**EXERCISE**
Check every line of the entries for "purchases", and copy the lines that hold it.

**RECORD EXCERPTS**
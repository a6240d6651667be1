use rusqlite::Connection;
use std::path::Path;
use std::time::Duration;

pub const DB_FILE_NAME: &str = "coursed.sqlite3";

pub fn open_db(workspace: &Path, busy_timeout: Duration) -> anyhow::Result<Connection> {
    std::fs::create_dir_all(workspace)?;
    let db_path = workspace.join(DB_FILE_NAME);
    let conn = Connection::open(db_path)?;
    conn.busy_timeout(busy_timeout)?;
    init_schema(&conn)?;
    Ok(conn)
}

/// Creates every table and index. Safe to run against an existing workspace.
pub fn init_schema(conn: &Connection) -> anyhow::Result<()> {
    conn.execute("PRAGMA foreign_keys = ON", [])?;

    conn.execute(
        "CREATE TABLE IF NOT EXISTS categories(
            id TEXT PRIMARY KEY,
            name TEXT NOT NULL UNIQUE
        )",
        [],
    )?;

    conn.execute(
        "CREATE TABLE IF NOT EXISTS courses(
            id TEXT PRIMARY KEY,
            user_id TEXT NOT NULL,
            title TEXT NOT NULL,
            description TEXT,
            image_url TEXT,
            price REAL,
            category_id TEXT,
            is_published INTEGER NOT NULL DEFAULT 0,
            created_at TEXT NOT NULL,
            updated_at TEXT NOT NULL,
            FOREIGN KEY(category_id) REFERENCES categories(id) ON DELETE SET NULL
        )",
        [],
    )?;
    conn.execute(
        "CREATE INDEX IF NOT EXISTS idx_courses_user ON courses(user_id)",
        [],
    )?;
    conn.execute(
        "CREATE INDEX IF NOT EXISTS idx_courses_category ON courses(category_id)",
        [],
    )?;

    conn.execute(
        "CREATE TABLE IF NOT EXISTS chapters(
            id TEXT PRIMARY KEY,
            course_id TEXT NOT NULL,
            title TEXT NOT NULL,
            description TEXT,
            video_url TEXT,
            is_free INTEGER NOT NULL DEFAULT 0,
            position INTEGER NOT NULL,
            is_published INTEGER NOT NULL DEFAULT 0,
            created_at TEXT NOT NULL,
            updated_at TEXT NOT NULL,
            FOREIGN KEY(course_id) REFERENCES courses(id) ON DELETE CASCADE,
            UNIQUE(course_id, position)
        )",
        [],
    )?;

    conn.execute(
        "CREATE TABLE IF NOT EXISTS sections(
            id TEXT PRIMARY KEY,
            chapter_id TEXT NOT NULL,
            title TEXT NOT NULL,
            description TEXT,
            video_url TEXT,
            position INTEGER NOT NULL,
            is_published INTEGER NOT NULL DEFAULT 0,
            created_at TEXT NOT NULL,
            updated_at TEXT NOT NULL,
            FOREIGN KEY(chapter_id) REFERENCES chapters(id) ON DELETE CASCADE,
            UNIQUE(chapter_id, position)
        )",
        [],
    )?;

    // Leaf positions are allocated like everything else but not constrained.
    conn.execute(
        "CREATE TABLE IF NOT EXISTS section_items(
            id TEXT PRIMARY KEY,
            section_id TEXT NOT NULL,
            kind TEXT NOT NULL,
            title TEXT NOT NULL,
            content TEXT,
            url TEXT,
            language TEXT,
            position INTEGER NOT NULL DEFAULT 0,
            is_published INTEGER NOT NULL DEFAULT 0,
            created_at TEXT NOT NULL,
            updated_at TEXT NOT NULL,
            FOREIGN KEY(section_id) REFERENCES sections(id) ON DELETE CASCADE
        )",
        [],
    )?;
    conn.execute(
        "CREATE INDEX IF NOT EXISTS idx_section_items_section ON section_items(section_id, position)",
        [],
    )?;

    conn.execute(
        "CREATE TABLE IF NOT EXISTS posts(
            id TEXT PRIMARY KEY,
            user_id TEXT NOT NULL,
            title TEXT NOT NULL,
            description TEXT,
            image_url TEXT,
            category_id TEXT,
            is_published INTEGER NOT NULL DEFAULT 0,
            created_at TEXT NOT NULL,
            updated_at TEXT NOT NULL,
            FOREIGN KEY(category_id) REFERENCES categories(id) ON DELETE SET NULL
        )",
        [],
    )?;
    conn.execute(
        "CREATE INDEX IF NOT EXISTS idx_posts_user ON posts(user_id)",
        [],
    )?;

    conn.execute(
        "CREATE TABLE IF NOT EXISTS post_chapters(
            id TEXT PRIMARY KEY,
            post_id TEXT NOT NULL,
            title TEXT NOT NULL,
            description TEXT,
            is_free INTEGER NOT NULL DEFAULT 0,
            position INTEGER NOT NULL,
            is_published INTEGER NOT NULL DEFAULT 0,
            created_at TEXT NOT NULL,
            updated_at TEXT NOT NULL,
            FOREIGN KEY(post_id) REFERENCES posts(id) ON DELETE CASCADE,
            UNIQUE(post_id, position)
        )",
        [],
    )?;

    conn.execute(
        "CREATE TABLE IF NOT EXISTS favorite_videos(
            id TEXT PRIMARY KEY,
            user_id TEXT NOT NULL,
            video_id TEXT NOT NULL,
            position INTEGER NOT NULL,
            created_at TEXT NOT NULL,
            FOREIGN KEY(video_id) REFERENCES section_items(id) ON DELETE CASCADE,
            UNIQUE(user_id, video_id),
            UNIQUE(user_id, position)
        )",
        [],
    )?;

    conn.execute(
        "CREATE TABLE IF NOT EXISTS profile_links(
            id TEXT PRIMARY KEY,
            user_id TEXT NOT NULL,
            label TEXT NOT NULL,
            url TEXT NOT NULL,
            position INTEGER NOT NULL,
            created_at TEXT NOT NULL,
            UNIQUE(user_id, position)
        )",
        [],
    )?;

    conn.execute(
        "CREATE TABLE IF NOT EXISTS purchases(
            id TEXT PRIMARY KEY,
            user_id TEXT NOT NULL,
            course_id TEXT NOT NULL,
            created_at TEXT NOT NULL,
            FOREIGN KEY(course_id) REFERENCES courses(id) ON DELETE CASCADE,
            UNIQUE(user_id, course_id)
        )",
        [],
    )?;

    conn.execute(
        "CREATE TABLE IF NOT EXISTS user_progress(
            user_id TEXT NOT NULL,
            chapter_id TEXT NOT NULL,
            section_id TEXT,
            is_completed INTEGER NOT NULL DEFAULT 0,
            created_at TEXT NOT NULL,
            updated_at TEXT NOT NULL,
            PRIMARY KEY(user_id, chapter_id),
            FOREIGN KEY(chapter_id) REFERENCES chapters(id) ON DELETE CASCADE,
            FOREIGN KEY(section_id) REFERENCES sections(id) ON DELETE SET NULL
        )",
        [],
    )?;
    conn.execute(
        "CREATE INDEX IF NOT EXISTS idx_user_progress_chapter ON user_progress(chapter_id)",
        [],
    )?;

    Ok(())
}

pub fn now_ts() -> String {
    chrono::Utc::now().to_rfc3339()
}

#[cfg(test)]
pub fn open_in_memory() -> Connection {
    let conn = Connection::open_in_memory().expect("open in-memory db");
    init_schema(&conn).expect("init schema");
    conn
}

#[cfg(test)]
mod tests {
    use super::*;

    fn table_names(conn: &Connection) -> Vec<String> {
        let mut stmt = conn
            .prepare("SELECT name FROM sqlite_master WHERE type = 'table' ORDER BY name")
            .expect("prepare");
        stmt.query_map([], |r| r.get::<_, String>(0))
            .expect("query")
            .collect::<Result<Vec<_>, _>>()
            .expect("collect")
    }

    #[test]
    fn schema_init_is_repeatable() {
        let conn = open_in_memory();
        init_schema(&conn).expect("second init");
        let names = table_names(&conn);
        for t in [
            "categories",
            "chapters",
            "courses",
            "favorite_videos",
            "post_chapters",
            "posts",
            "profile_links",
            "purchases",
            "section_items",
            "sections",
            "user_progress",
        ] {
            assert!(names.iter().any(|n| n == t), "missing table {t}");
        }
    }

    #[test]
    fn workspace_db_is_created_on_open() {
        let dir = std::env::temp_dir().join(format!("coursed-db-{}", uuid::Uuid::new_v4()));
        let conn = open_db(&dir, Duration::from_millis(500)).expect("open db");
        drop(conn);
        assert!(dir.join(DB_FILE_NAME).is_file());
        let _ = std::fs::remove_dir_all(dir);
    }
}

**TASK OUTPUT**
        "CREATE TABLE IF NOT EXISTS purchases(
            "purchases",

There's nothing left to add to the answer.